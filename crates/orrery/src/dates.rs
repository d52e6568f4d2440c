//! Fixed 5-day stride calendar used by the date slider.
//!
//! Every displayable date lies on the grid `start + STRIDE_DAYS * i`. The grid
//! is built once and never changes, so slider positions map to dates by plain
//! indexing.

use crate::error::{OrreryError, Result};
use chrono::{Duration, NaiveDate};

/// Days between two consecutive stride dates.
pub const STRIDE_DAYS: i64 = 5;

/// First day of the bundled ephemeris.
pub const FIRST_DAY: &str = "1800-01-03";
/// Last day (inclusive bound) of the bundled ephemeris.
pub const LAST_DAY: &str = "2099-12-27";

/// Position on the date slider, in `[0, count)`.
pub type DateIndex = usize;

/// Formats a date as the ISO `YYYY-MM-DD` key used by the position dataset.
pub fn day_key(date: NaiveDate) -> String {
    date.format("%Y-%m-%d").to_string()
}

/// Parses an ISO `YYYY-MM-DD` day key.
pub fn parse_day_key(key: &str) -> Result<NaiveDate> {
    NaiveDate::parse_from_str(key, "%Y-%m-%d").map_err(|_| OrreryError::InvalidDayKey(key.to_owned()))
}

/// Ordered, immutable sequence of stride dates.
#[derive(Debug, Clone)]
pub struct DateIndexTable {
    dates: Vec<NaiveDate>,
}

impl DateIndexTable {
    /// Enumerates `start, start + 5d, ...` up to and including `end`.
    pub fn new(start: NaiveDate, end: NaiveDate) -> Result<Self> {
        if end < start {
            return Err(OrreryError::EmptyDateRange { start, end });
        }

        let span = (end - start).num_days();
        let dates: Vec<NaiveDate> = (0..=span / STRIDE_DAYS)
            .map(|i| start + Duration::days(i * STRIDE_DAYS))
            .collect();

        log::debug!(
            "Date grid {} ..= {} ({} stride dates)",
            day_key(start),
            day_key(dates[dates.len() - 1]),
            dates.len()
        );

        Ok(Self { dates })
    }

    /// Builds the grid from two ISO day keys.
    pub fn from_day_keys(first: &str, last: &str) -> Result<Self> {
        Self::new(parse_day_key(first)?, parse_day_key(last)?)
    }

    /// The 1800-01-03 ..= 2099-12-27 grid of the bundled ephemeris.
    pub fn standard() -> Result<Self> {
        Self::from_day_keys(FIRST_DAY, LAST_DAY)
    }

    /// Number of stride dates.
    #[inline]
    pub fn count(&self) -> usize {
        self.dates.len()
    }

    #[inline]
    pub fn last_index(&self) -> DateIndex {
        self.dates.len() - 1
    }

    pub fn first(&self) -> NaiveDate {
        self.dates[0]
    }

    pub fn last(&self) -> NaiveDate {
        self.dates[self.last_index()]
    }

    pub fn dates(&self) -> &[NaiveDate] {
        &self.dates
    }

    /// Returns the date at slider position `index`.
    ///
    /// Indices outside `[0, count)` are a caller bug; the slider is clamped
    /// before its value reaches the core.
    pub fn index_to_date(&self, index: DateIndex) -> Result<NaiveDate> {
        self.dates
            .get(index)
            .copied()
            .ok_or(OrreryError::IndexOutOfRange {
                index,
                count: self.count(),
            })
    }

    /// Fails with `IndexOutOfRange` unless `index` is a valid slider position.
    pub fn check_index(&self, index: DateIndex) -> Result<DateIndex> {
        self.index_to_date(index).map(|_| index)
    }

    /// Exact grid lookup; `None` for dates off the stride or outside the range.
    pub fn exact_index(&self, date: NaiveDate) -> Option<DateIndex> {
        let offset = (date - self.first()).num_days();
        if offset < 0 || offset % STRIDE_DAYS != 0 {
            return None;
        }
        let index = (offset / STRIDE_DAYS) as usize;
        (index < self.count()).then_some(index)
    }

    /// Maps any date onto the grid.
    ///
    /// Dates before the first grid date clamp to 0, dates after the last clamp
    /// to `count() - 1`, and off-stride dates snap to the nearest grid date
    /// (the earlier one on a tie).
    pub fn date_to_closest_index(&self, date: NaiveDate) -> DateIndex {
        if date <= self.first() {
            return 0;
        }
        if date >= self.last() {
            return self.last_index();
        }

        let offset = (date - self.first()).num_days();
        let lower = offset / STRIDE_DAYS;
        let rem = offset % STRIDE_DAYS;
        let index = if rem * 2 > STRIDE_DAYS { lower + 1 } else { lower };

        (index as usize).min(self.last_index())
    }
}

#[cfg(test)]
mod tests {
    use super::*;
    use proptest::prelude::*;

    fn ymd(y: i32, m: u32, d: u32) -> NaiveDate {
        NaiveDate::from_ymd_opt(y, m, d).unwrap()
    }

    #[test]
    fn standard_grid_bounds() {
        let table = DateIndexTable::standard().unwrap();

        assert_eq!(table.count(), 21_914);
        assert_eq!(table.index_to_date(0).unwrap(), ymd(1800, 1, 3));
        // 2099-12-27 is one day past the last stride point.
        assert_eq!(table.last(), ymd(2099, 12, 26));
    }

    #[test]
    fn out_of_range_index_fails() {
        let table = DateIndexTable::standard().unwrap();
        let err = table.index_to_date(table.count()).unwrap_err();

        assert!(matches!(
            err,
            OrreryError::IndexOutOfRange { index: 21_914, count: 21_914 }
        ));
    }

    #[test]
    fn reversed_range_is_rejected() {
        let err = DateIndexTable::new(ymd(2000, 1, 2), ymd(2000, 1, 1)).unwrap_err();
        assert!(matches!(err, OrreryError::EmptyDateRange { .. }));
    }

    #[test]
    fn single_day_range_has_one_date() {
        let table = DateIndexTable::new(ymd(2000, 1, 1), ymd(2000, 1, 4)).unwrap();
        assert_eq!(table.count(), 1);
    }

    #[test]
    fn closest_index_clamps_outside_range() {
        let table = DateIndexTable::standard().unwrap();

        assert_eq!(table.date_to_closest_index(ymd(1700, 6, 1)), 0);
        assert_eq!(table.date_to_closest_index(ymd(2099, 12, 27)), table.last_index());
        assert_eq!(table.date_to_closest_index(ymd(2300, 1, 1)), table.last_index());
    }

    #[test]
    fn closest_index_snaps_off_grid_dates() {
        let table = DateIndexTable::standard().unwrap();
        let base = table.index_to_date(100).unwrap();

        assert_eq!(table.date_to_closest_index(base + Duration::days(1)), 100);
        assert_eq!(table.date_to_closest_index(base + Duration::days(2)), 100);
        assert_eq!(table.date_to_closest_index(base + Duration::days(3)), 101);
        assert_eq!(table.date_to_closest_index(base + Duration::days(4)), 101);
    }

    #[test]
    fn today_lands_on_nearest_stride_date() {
        let table = DateIndexTable::standard().unwrap();
        let today = ymd(2026, 10, 19);

        assert_eq!(table.exact_index(today), None);
        let index = table.date_to_closest_index(today);
        assert_eq!(table.index_to_date(index).unwrap(), ymd(2026, 10, 20));
    }

    #[test]
    fn exact_index_only_matches_grid_points() {
        let table = DateIndexTable::standard().unwrap();

        assert_eq!(table.exact_index(ymd(1800, 1, 3)), Some(0));
        assert_eq!(table.exact_index(ymd(1800, 1, 8)), Some(1));
        assert_eq!(table.exact_index(ymd(1800, 1, 4)), None);
        assert_eq!(table.exact_index(ymd(1799, 12, 29)), None);
    }

    #[test]
    fn day_key_is_iso() {
        assert_eq!(day_key(ymd(1969, 7, 20)), "1969-07-20");
        assert_eq!(parse_day_key("1969-07-20").unwrap(), ymd(1969, 7, 20));
        assert!(parse_day_key("20/07/1969").is_err());
    }

    proptest! {
        #[test]
        fn grid_round_trips(i in 0usize..21_914) {
            let table = DateIndexTable::standard().unwrap();
            let date = table.index_to_date(i).unwrap();
            prop_assert_eq!(table.date_to_closest_index(date), i);
            prop_assert_eq!(table.exact_index(date), Some(i));
        }

        #[test]
        fn consecutive_dates_are_one_stride_apart(i in 0usize..21_913) {
            let table = DateIndexTable::standard().unwrap();
            let gap = table.index_to_date(i + 1).unwrap() - table.index_to_date(i).unwrap();
            prop_assert_eq!(gap.num_days(), STRIDE_DAYS);
        }
    }
}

:::::

*ACTION ITEM*
Write out exactly the lines above between the line with "self.dates[self.last_index()]" and the line with "the last clamp", inclusive, and nothing beyond them.

*EXPECTED ANSWER*
        self.dates[self.last_index()]
    }

    pub fn dates(&self) -> &[NaiveDate] {
        &self.dates
    }

    /// Returns the date at slider position `index`.
    ///
    /// Indices outside `[0, count)` are a caller bug; the slider is clamped
    /// before its value reaches the core.
    pub fn index_to_date(&self, index: DateIndex) -> Result<NaiveDate> {
        self.dates
            .get(index)
            .copied()
            .ok_or(OrreryError::IndexOutOfRange {
                index,
                count: self.count(),
            })
    }

    /// Fails with `IndexOutOfRange` unless `index` is a valid slider position.
    pub fn check_index(&self, index: DateIndex) -> Result<DateIndex> {
        self.index_to_date(index).map(|_| index)
    }

    /// Exact grid lookup; `None` for dates off the stride or outside the range.
    pub fn exact_index(&self, date: NaiveDate) -> Option<DateIndex> {
        let offset = (date - self.first()).num_days();
        if offset < 0 || offset % STRIDE_DAYS != 0 {
            return None;
        }
        let index = (offset / STRIDE_DAYS) as usize;
        (index < self.count()).then_some(index)
    }

    /// Maps any date onto the grid.
    ///
    /// Dates before the first grid date clamp to 0, dates after the last clamp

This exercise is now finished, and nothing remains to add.